What this task involves:
The lines to find are those in the entries that hold the word "span"; copy every one of them.

(Dataset excerpts)
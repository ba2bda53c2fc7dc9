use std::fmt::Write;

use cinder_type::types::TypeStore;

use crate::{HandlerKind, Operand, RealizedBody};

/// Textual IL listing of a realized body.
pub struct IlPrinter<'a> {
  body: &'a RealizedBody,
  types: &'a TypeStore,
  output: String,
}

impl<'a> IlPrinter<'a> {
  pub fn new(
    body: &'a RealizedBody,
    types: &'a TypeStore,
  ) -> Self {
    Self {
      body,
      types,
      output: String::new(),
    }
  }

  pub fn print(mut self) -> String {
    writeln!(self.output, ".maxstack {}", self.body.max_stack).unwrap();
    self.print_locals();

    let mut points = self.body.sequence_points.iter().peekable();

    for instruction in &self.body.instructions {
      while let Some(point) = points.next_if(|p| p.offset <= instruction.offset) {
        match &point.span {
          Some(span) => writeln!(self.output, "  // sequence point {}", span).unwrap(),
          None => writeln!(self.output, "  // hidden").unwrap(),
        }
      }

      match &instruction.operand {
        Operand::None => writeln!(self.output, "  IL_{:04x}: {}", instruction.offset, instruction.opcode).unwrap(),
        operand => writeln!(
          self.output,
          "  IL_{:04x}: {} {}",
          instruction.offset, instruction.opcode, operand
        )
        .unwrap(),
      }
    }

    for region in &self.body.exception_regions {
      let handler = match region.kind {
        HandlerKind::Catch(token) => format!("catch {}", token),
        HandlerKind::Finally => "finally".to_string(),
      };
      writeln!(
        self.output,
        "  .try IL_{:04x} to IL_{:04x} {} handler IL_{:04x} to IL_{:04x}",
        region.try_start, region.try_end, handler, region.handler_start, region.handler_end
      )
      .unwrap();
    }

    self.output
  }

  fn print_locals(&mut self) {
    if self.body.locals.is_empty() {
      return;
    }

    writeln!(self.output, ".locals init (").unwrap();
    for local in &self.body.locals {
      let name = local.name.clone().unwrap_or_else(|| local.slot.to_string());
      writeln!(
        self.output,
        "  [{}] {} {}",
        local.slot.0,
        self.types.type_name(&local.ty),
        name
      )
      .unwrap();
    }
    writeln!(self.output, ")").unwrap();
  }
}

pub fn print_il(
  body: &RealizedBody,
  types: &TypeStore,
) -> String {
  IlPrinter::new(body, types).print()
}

Answer space:
        match &point.span {
          Some(span) => writeln!(self.output, "  // sequence point {}", span).unwrap(),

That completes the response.